- DATA SHOWN
-------------------------
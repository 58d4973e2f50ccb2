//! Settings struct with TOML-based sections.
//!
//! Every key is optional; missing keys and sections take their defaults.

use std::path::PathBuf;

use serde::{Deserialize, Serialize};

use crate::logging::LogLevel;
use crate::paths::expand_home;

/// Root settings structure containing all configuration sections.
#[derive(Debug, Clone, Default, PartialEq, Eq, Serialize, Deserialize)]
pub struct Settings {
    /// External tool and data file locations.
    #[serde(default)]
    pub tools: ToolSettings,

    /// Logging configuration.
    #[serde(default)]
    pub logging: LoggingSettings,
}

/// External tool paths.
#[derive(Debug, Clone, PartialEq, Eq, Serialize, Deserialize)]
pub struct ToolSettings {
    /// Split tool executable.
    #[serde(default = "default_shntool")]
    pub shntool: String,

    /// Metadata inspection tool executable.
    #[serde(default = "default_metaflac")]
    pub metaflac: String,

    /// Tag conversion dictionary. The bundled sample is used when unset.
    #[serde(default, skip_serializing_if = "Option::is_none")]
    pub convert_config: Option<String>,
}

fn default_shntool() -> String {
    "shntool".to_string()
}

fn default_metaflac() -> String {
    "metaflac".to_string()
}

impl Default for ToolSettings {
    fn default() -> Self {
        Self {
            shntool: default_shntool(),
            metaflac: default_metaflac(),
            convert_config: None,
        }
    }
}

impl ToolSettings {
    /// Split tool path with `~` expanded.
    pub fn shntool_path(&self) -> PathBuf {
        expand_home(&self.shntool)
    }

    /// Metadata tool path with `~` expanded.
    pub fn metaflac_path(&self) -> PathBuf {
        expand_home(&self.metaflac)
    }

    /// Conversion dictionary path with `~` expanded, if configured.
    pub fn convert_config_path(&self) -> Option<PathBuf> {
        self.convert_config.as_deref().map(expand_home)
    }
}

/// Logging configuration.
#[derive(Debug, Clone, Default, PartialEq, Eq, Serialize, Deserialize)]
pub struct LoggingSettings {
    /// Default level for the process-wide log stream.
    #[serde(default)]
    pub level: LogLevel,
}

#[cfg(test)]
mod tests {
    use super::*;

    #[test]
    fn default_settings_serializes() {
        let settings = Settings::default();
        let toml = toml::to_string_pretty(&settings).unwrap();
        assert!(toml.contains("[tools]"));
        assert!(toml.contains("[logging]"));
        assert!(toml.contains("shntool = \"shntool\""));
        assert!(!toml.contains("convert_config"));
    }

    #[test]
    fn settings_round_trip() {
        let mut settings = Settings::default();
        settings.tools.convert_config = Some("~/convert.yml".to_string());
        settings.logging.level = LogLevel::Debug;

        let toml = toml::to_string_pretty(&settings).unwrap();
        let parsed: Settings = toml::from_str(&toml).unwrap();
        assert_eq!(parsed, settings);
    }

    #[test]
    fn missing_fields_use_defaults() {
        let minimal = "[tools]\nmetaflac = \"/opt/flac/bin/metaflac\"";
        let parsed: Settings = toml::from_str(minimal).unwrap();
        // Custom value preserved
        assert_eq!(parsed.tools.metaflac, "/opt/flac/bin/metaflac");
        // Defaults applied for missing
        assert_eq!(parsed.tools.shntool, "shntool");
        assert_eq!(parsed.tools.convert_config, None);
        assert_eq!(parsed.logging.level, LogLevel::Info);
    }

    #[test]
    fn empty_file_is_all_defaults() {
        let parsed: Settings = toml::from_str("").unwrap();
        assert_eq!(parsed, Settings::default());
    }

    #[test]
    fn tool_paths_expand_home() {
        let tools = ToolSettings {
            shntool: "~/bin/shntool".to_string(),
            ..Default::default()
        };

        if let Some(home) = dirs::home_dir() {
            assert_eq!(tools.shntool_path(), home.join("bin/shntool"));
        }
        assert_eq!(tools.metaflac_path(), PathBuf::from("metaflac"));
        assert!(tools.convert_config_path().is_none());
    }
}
-------------------------
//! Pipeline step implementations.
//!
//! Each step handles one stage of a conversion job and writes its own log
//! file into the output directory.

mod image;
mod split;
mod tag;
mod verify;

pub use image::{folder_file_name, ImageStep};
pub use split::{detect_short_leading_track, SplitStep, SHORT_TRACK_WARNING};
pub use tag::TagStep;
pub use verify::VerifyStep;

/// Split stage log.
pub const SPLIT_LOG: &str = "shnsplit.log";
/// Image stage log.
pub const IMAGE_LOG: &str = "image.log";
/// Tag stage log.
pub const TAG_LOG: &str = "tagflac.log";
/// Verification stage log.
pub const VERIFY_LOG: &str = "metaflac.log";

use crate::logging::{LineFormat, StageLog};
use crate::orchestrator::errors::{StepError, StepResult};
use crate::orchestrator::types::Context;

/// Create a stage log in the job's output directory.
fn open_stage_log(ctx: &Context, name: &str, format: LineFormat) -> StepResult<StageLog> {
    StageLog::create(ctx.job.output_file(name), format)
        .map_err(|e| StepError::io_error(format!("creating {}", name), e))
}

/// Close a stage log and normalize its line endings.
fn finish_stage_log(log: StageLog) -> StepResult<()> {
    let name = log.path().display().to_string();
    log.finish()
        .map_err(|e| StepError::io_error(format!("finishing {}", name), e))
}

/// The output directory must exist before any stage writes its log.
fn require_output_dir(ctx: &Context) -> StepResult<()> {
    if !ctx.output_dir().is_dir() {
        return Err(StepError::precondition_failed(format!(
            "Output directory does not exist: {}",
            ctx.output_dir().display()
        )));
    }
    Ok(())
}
-------------------------
- HOW TO COMPLETE THIS TASK
In the records above, find the line with "Verification stage log."; write out exactly that line and each one after it, stopping after the line with "directory does not".

- SOLVED EXERCISE
/// Verification stage log.
pub const VERIFY_LOG: &str = "metaflac.log";

use crate::logging::{LineFormat, StageLog};
use crate::orchestrator::errors::{StepError, StepResult};
use crate::orchestrator::types::Context;

/// Create a stage log in the job's output directory.
fn open_stage_log(ctx: &Context, name: &str, format: LineFormat) -> StepResult<StageLog> {
    StageLog::create(ctx.job.output_file(name), format)
        .map_err(|e| StepError::io_error(format!("creating {}", name), e))
}

/// Close a stage log and normalize its line endings.
fn finish_stage_log(log: StageLog) -> StepResult<()> {
    let name = log.path().display().to_string();
    log.finish()
        .map_err(|e| StepError::io_error(format!("finishing {}", name), e))
}

/// The output directory must exist before any stage writes its log.
fn require_output_dir(ctx: &Context) -> StepResult<()> {
    if !ctx.output_dir().is_dir() {
        return Err(StepError::precondition_failed(format!(
            "Output directory does not exist: {}",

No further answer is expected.